── Exercise inputs
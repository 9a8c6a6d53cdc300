//! Command dispatcher that routes parsed CLI commands to their handlers.
//!
//! Handlers are blocking; the binary runs them off the async runtime so the
//! Ctrl+C listener stays responsive.

use anyhow::Result;
use colored::Colorize;
use std::path::Path;
use tracing::{info, warn};

use crate::cli::formatters;
use crate::cli::{Commands, MappingCommands};
use crate::config::AppConfig;
use crate::export;
use crate::importers::{run_batch, BatchOptions, CancellationToken};
use crate::mapping::collector::{collect_descriptions, write_descriptions};
use crate::mapping::generator::{generate, MappingStores};
use crate::mapping::review::review;
use crate::mapping::sanitizer::{apply_fixes, default_report_path, SanitizeReport, TickerSanitizer};
use crate::mapping::{normalize_description, B3RegistryLookup, MappingFiles, OfflineLookup, TickerLookup};
use crate::tickers::{FallbackTable, TickerMapping, TickerResolver};
use crate::ui::progress::DocumentProgress;

/// Route a parsed command to its handler
pub fn dispatch_command(
    command: Commands,
    config: &AppConfig,
    token: &CancellationToken,
    quiet: bool,
) -> Result<()> {
    match command {
        Commands::Extract { year, .. } => dispatch_extract(config, year, token, quiet),
        Commands::Mapping { action } => dispatch_mapping(action, config, quiet),
    }
}

fn dispatch_extract(
    config: &AppConfig,
    year: Option<i32>,
    token: &CancellationToken,
    quiet: bool,
) -> Result<()> {
    info!("Extracting notes from {:?}", config.input_folder);

    let mapping = TickerMapping::load(&config.mapping_file)?;
    if mapping.is_empty() {
        warn!(
            "Mapping file {:?} is empty or missing; only direct tickers and the built-in table will resolve",
            config.mapping_file
        );
    }
    let resolver = TickerResolver::new(FallbackTable::default(), Some(&mapping));

    let options = BatchOptions {
        year,
        password: config.pdf_password.clone(),
    };
    let progress = DocumentProgress::new(quiet);
    let outcome = run_batch(&config.input_folder, &options, &resolver, token, &|event| {
        progress.handle(event)
    })?;

    println!("{}", formatters::format_batch_summary(&outcome));

    match export::export(&outcome.transactions, config.output_format, &config.output_folder)? {
        Some(path) => println!(
            "{} Exported {} operation(s) to {}",
            "✓".green().bold(),
            outcome.transactions.len(),
            path.display()
        ),
        None => println!("{} No operations found, nothing exported", "ℹ".blue().bold()),
    }
    Ok(())
}

fn dispatch_mapping(action: MappingCommands, config: &AppConfig, quiet: bool) -> Result<()> {
    let files = MappingFiles::beside(&config.mapping_file);

    match action {
        MappingCommands::Collect { year, output, .. } => {
            let progress = DocumentProgress::new(quiet);
            let collection = collect_descriptions(
                &config.input_folder,
                year,
                config.pdf_password.as_deref(),
                &|event| progress.handle(event),
            )?;

            for description in &collection.descriptions {
                println!("{}", description);
            }
            print!("{}", formatters::format_skipped(&collection.skipped));
            println!(
                "\n{} {} unique description(s) in {} document(s)",
                "✓".green().bold(),
                collection.descriptions.len(),
                collection.documents
            );

            if let Some(path) = output {
                write_descriptions(&path, &collection.descriptions)?;
                println!("Saved to {}", path.display());
            }
            Ok(())
        }

        MappingCommands::Generate {
            year,
            online,
            descriptions,
            ..
        } => {
            let descriptions: Vec<String> = if descriptions.is_empty() {
                let progress = DocumentProgress::new(quiet);
                let collection = collect_descriptions(
                    &config.input_folder,
                    year,
                    config.pdf_password.as_deref(),
                    &|event| progress.handle(event),
                )?;
                print!("{}", formatters::format_skipped(&collection.skipped));
                collection.descriptions
            } else {
                descriptions.iter().map(|d| normalize_description(d)).collect()
            };

            let lookup = lookup_for(online);
            let mut stores = MappingStores::load(&files)?;
            let summary = generate(descriptions, &mut stores, lookup.as_ref());
            stores.persist(&files)?;

            println!("{}", formatters::format_generate_summary(&summary));
            println!(
                "{} {} new mapping(s) saved to {}",
                "✓".green().bold(),
                summary.added(),
                files.mapping.display()
            );
            if summary.unmapped > 0 {
                println!(
                    "Fill in {} and run `corretagem mapping review`",
                    files.unmapped.display()
                );
            }
            Ok(())
        }

        MappingCommands::Sanitize { fix, report, online } => {
            let mapping = TickerMapping::load(&files.mapping)?;
            let lookup = lookup_for(online);
            let sanitizer = TickerSanitizer::new(lookup.as_ref());
            let result = sanitizer.sanitize(&mapping, fix);

            print!("{}", formatters::format_sanitize_report(&result));

            if fix {
                let changed = apply_fixes(&files.mapping, &result.fixes)?;
                println!("{} Corrected {} line(s)", "✓".green().bold(), changed);
            }
            if report {
                write_report(&files.mapping, &result)?;
            }
            Ok(())
        }

        MappingCommands::Review => {
            let summary = review(&files)?;
            println!("{}", formatters::format_review_summary(&summary));
            Ok(())
        }
    }
}

fn lookup_for(online: bool) -> Box<dyn TickerLookup> {
    if online {
        Box::new(B3RegistryLookup::new())
    } else {
        Box::new(OfflineLookup)
    }
}

fn write_report(mapping: &Path, result: &SanitizeReport) -> Result<()> {
    let path = default_report_path(mapping);
    let rows = result.write_csv(&path)?;
    println!("Report with {} row(s) written to {}", rows, path.display());
    Ok(())
}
────
Give only the number of lines in the data that include the string "bold".

5